### [About this task]
The answer must consist of every line in the data that contains "missing".

(Stored data)

□ □ □ □ □ □ □

//! Analysis result entity
//!
//! Mentions and citations are stored as JSONB arrays in their wire shape.

use crate::analysis::AnalysisResult;
use crate::errors::Result as AppResult;
use sea_orm::entity::prelude::*;
use serde::{Deserialize, Serialize};

#[derive(Clone, Debug, PartialEq, Eq, DeriveEntityModel, Serialize, Deserialize)]
#[sea_orm(table_name = "analysis_results")]
pub struct Model {
    #[sea_orm(primary_key, auto_increment = false)]
    pub id: Uuid,

    pub brand_id: Uuid,

    pub query_id: Uuid,

    #[sea_orm(column_type = "Text")]
    pub query_text: String,

    #[sea_orm(column_type = "Text")]
    pub ai_response: String,

    #[sea_orm(column_type = "JsonBinary")]
    pub brand_mentions: serde_json::Value,

    #[sea_orm(column_type = "JsonBinary")]
    pub citations: serde_json::Value,

    pub user_brand_mentioned: bool,

    pub user_brand_rank: Option<i32>,

    #[sea_orm(column_type = "Text")]
    pub user_brand_sentiment: String,

    pub total_brands_mentioned: i32,

    pub total_citations: i32,

    #[sea_orm(column_type = "Text")]
    pub platform: String,

    pub analyzed_at: DateTimeWithTimeZone,
}

impl Model {
    /// Decode stored columns; unknown enum strings are rejected
    pub fn into_result(self) -> AppResult<AnalysisResult> {
        Ok(AnalysisResult {
            id: self.id,
            brand_id: self.brand_id,
            query_id: self.query_id,
            query_text: self.query_text,
            ai_response: self.ai_response,
            brand_mentions: serde_json::from_value(self.brand_mentions)?,
            citations: serde_json::from_value(self.citations)?,
            user_brand_mentioned: self.user_brand_mentioned,
            user_brand_rank: self.user_brand_rank.and_then(|r| u32::try_from(r).ok()),
            user_brand_sentiment: self.user_brand_sentiment.parse()?,
            total_brands_mentioned: self.total_brands_mentioned.max(0) as u32,
            total_citations: self.total_citations.max(0) as u32,
            platform: self.platform.parse()?,
            analyzed_at: self.analyzed_at.into(),
        })
    }
}

#[derive(Copy, Clone, Debug, EnumIter, DeriveRelation)]
pub enum Relation {
    #[sea_orm(
        belongs_to = "super::brand::Entity",
        from = "Column::BrandId",
        to = "super::brand::Column::Id",
        on_delete = "Cascade"
    )]
    Brand,

    #[sea_orm(
        belongs_to = "super::query::Entity",
        from = "Column::QueryId",
        to = "super::query::Column::Id",
        on_delete = "Cascade"
    )]
    Query,
}

impl Related<super::brand::Entity> for Entity {
    fn to() -> RelationDef {
        Relation::Brand.def()
    }
}

impl Related<super::query::Entity> for Entity {
    fn to() -> RelationDef {
        Relation::Query.def()
    }
}

impl ActiveModelBehavior for ActiveModel {}
//! Per-query run summaries

use super::percent;
use crate::analysis::AnalysisResult;
use serde::{Deserialize, Serialize};
use std::collections::HashMap;

#[derive(Debug, Clone, PartialEq, Serialize, Deserialize)]
#[serde(rename_all = "camelCase")]
pub struct QueryResults {
    pub query: String,
    pub total_runs: usize,
    pub user_brand_mention_count: usize,
    pub visibility: u32,
    pub latest_result: AnalysisResult,
    /// Newest first
    pub results: Vec<AnalysisResult>,
}

/// Group results by query text.
///
/// Results are ordered newest first before grouping, so groups appear in the
/// order of their most recent run.
pub fn group_by_query(results: &[AnalysisResult]) -> Vec<QueryResults> {
    let mut ordered: Vec<&AnalysisResult> = results.iter().collect();
    ordered.sort_by(|a, b| b.analyzed_at.cmp(&a.analyzed_at));

    let mut index: HashMap<&str, usize> = HashMap::new();
    let mut groups: Vec<Vec<&AnalysisResult>> = Vec::new();

    for result in ordered {
        let slot = *index.entry(result.query_text.as_str()).or_insert_with(|| {
            groups.push(Vec::new());
            groups.len() - 1
        });
        groups[slot].push(result);
    }

    groups
        .into_iter()
        .filter_map(|runs| {
            let latest = (*runs.first()?).clone();
            let mentioned = runs.iter().filter(|r| r.user_brand_mentioned).count();
            Some(QueryResults {
                query: latest.query_text.clone(),
                total_runs: runs.len(),
                user_brand_mention_count: mentioned,
                visibility: percent(mentioned, runs.len()),
                results: runs.into_iter().cloned().collect(),
                latest_result: latest,
            })
        })
        .collect()
}
//! Request metrics middleware

use axum::{
    extract::{MatchedPath, Request},
    middleware::Next,
    response::Response,
};
use brandlens_common::metrics::RequestMetrics;

/// Record count and latency per method and matched route
pub async fn track_metrics(request: Request, next: Next) -> Response {
    // Matched route template keeps label cardinality bounded
    let endpoint = request
        .extensions()
        .get::<MatchedPath>()
        .map(|p| p.as_str().to_owned())
        .unwrap_or_else(|| "unmatched".to_owned());
    let tracker = RequestMetrics::start(request.method().as_str(), &endpoint);

    let response = next.run(request).await;
    tracker.finish(response.status().as_u16());
    response
}

#[cfg(test)]
mod tests {
    use super::*;
    use axum::{body::Body, http::StatusCode, middleware, routing::get, Router};
    use tower::ServiceExt;

    #[tokio::test]
    async fn test_passes_response_through() {
        let app = Router::new()
            .route("/ping", get(|| async { "pong" }))
            .layer(middleware::from_fn(track_metrics));

        let response = app
            .oneshot(Request::builder().uri("/ping").body(Body::empty()).unwrap())
            .await
            .unwrap();
        assert_eq!(response.status(), StatusCode::OK);

        let missing = Router::new()
            .route("/ping", get(|| async { "pong" }))
            .layer(middleware::from_fn(track_metrics))
            .oneshot(Request::builder().uri("/nope").body(Body::empty()).unwrap())
            .await
            .unwrap();
        assert_eq!(missing.status(), StatusCode::NOT_FOUND);
    }
}
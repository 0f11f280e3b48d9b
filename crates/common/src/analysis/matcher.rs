//! Fuzzy brand matching
//!
//! Matching is containment of normalized forms, not token or edit-distance
//! similarity. Short brand names therefore match inside unrelated words
//! ("AI" matches "detail"); callers accept that in exchange for recall.

use super::normalizer::normalize;

/// Whether `brand_name` occurs in `haystack` after normalization.
///
/// False when either argument is empty, or when the brand normalizes to
/// nothing (a name made only of suffixes or punctuation).
pub fn is_match(haystack: &str, brand_name: &str) -> bool {
    if haystack.is_empty() || brand_name.is_empty() {
        return false;
    }

    let needle = normalize(brand_name);
    if needle.is_empty() {
        return false;
    }

    normalize(haystack).contains(&needle)
}

/// Bidirectional containment used to flag a list mention as the tracked brand.
///
/// Accepts both expansions ("Writesonic AI" vs "Writesonic") and
/// abbreviations ("Acme" vs "Acme Robotics").
pub fn is_same_brand(mention_name: &str, brand_name: &str) -> bool {
    let mention = normalize(mention_name);
    let brand = normalize(brand_name);

    if mention.is_empty() || brand.is_empty() {
        return false;
    }

    mention.contains(&brand) || brand.contains(&mention)
}

#[cfg(test)]
mod tests {
    use super::*;

    #[test]
    fn test_reflexive_for_non_empty() {
        for name in ["Acme", "HubSpot", "Copy.ai", "Adobe XD"] {
            assert!(is_match(name, name));
            assert!(is_same_brand(name, name));
        }
    }

    #[test]
    fn test_empty_arguments() {
        assert!(!is_match("", "Acme"));
        assert!(!is_match("Acme is great", ""));
        assert!(!is_match("", ""));
        assert!(!is_same_brand("", "Acme"));
        assert!(!is_same_brand("Acme", ""));
    }

    #[test]
    fn test_suffix_only_brand_never_matches() {
        assert!(!is_match("any text at all", "Inc."));
        assert!(!is_same_brand("Acme", "Co"));
    }

    #[test]
    fn test_match_ignores_case_suffix_and_punctuation() {
        assert!(is_match("We recommend ACME, Inc. for teams", "Acme Inc"));
        assert!(is_match("Try copy.ai today", "Copy.ai"));
        assert!(!is_match("Nothing relevant here", "Zyx"));
    }

    #[test]
    fn test_match_is_asymmetric() {
        assert!(is_match("Writesonic Inc is popular", "Writesonic"));
        assert!(!is_match("Writesonic", "Writesonic Pro Suite"));
    }

    #[test]
    fn test_same_brand_is_bidirectional() {
        assert!(is_same_brand("Writesonic Inc", "Writesonic"));
        assert!(is_same_brand("Acme", "Acme Robotics"));
        assert!(is_same_brand("Acme Robotics", "Acme"));
        assert!(!is_same_brand("Beta", "Acme"));
    }

    // Precision risk kept on purpose: short names match inside other words.
    #[test]
    fn test_short_names_overmatch() {
        assert!(is_match("A long answer about project management", "A"));
        assert!(is_match("Email marketing in detail", "AI"));
        assert!(is_same_brand("Notion", "No"));
        assert!(is_same_brand("A", "Salesforce"));
    }
}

□ □ □ □ □ □ □

### [Answer section]
        let missing = Router::new()
        assert_eq!(missing.status(), StatusCode::NOT_FOUND);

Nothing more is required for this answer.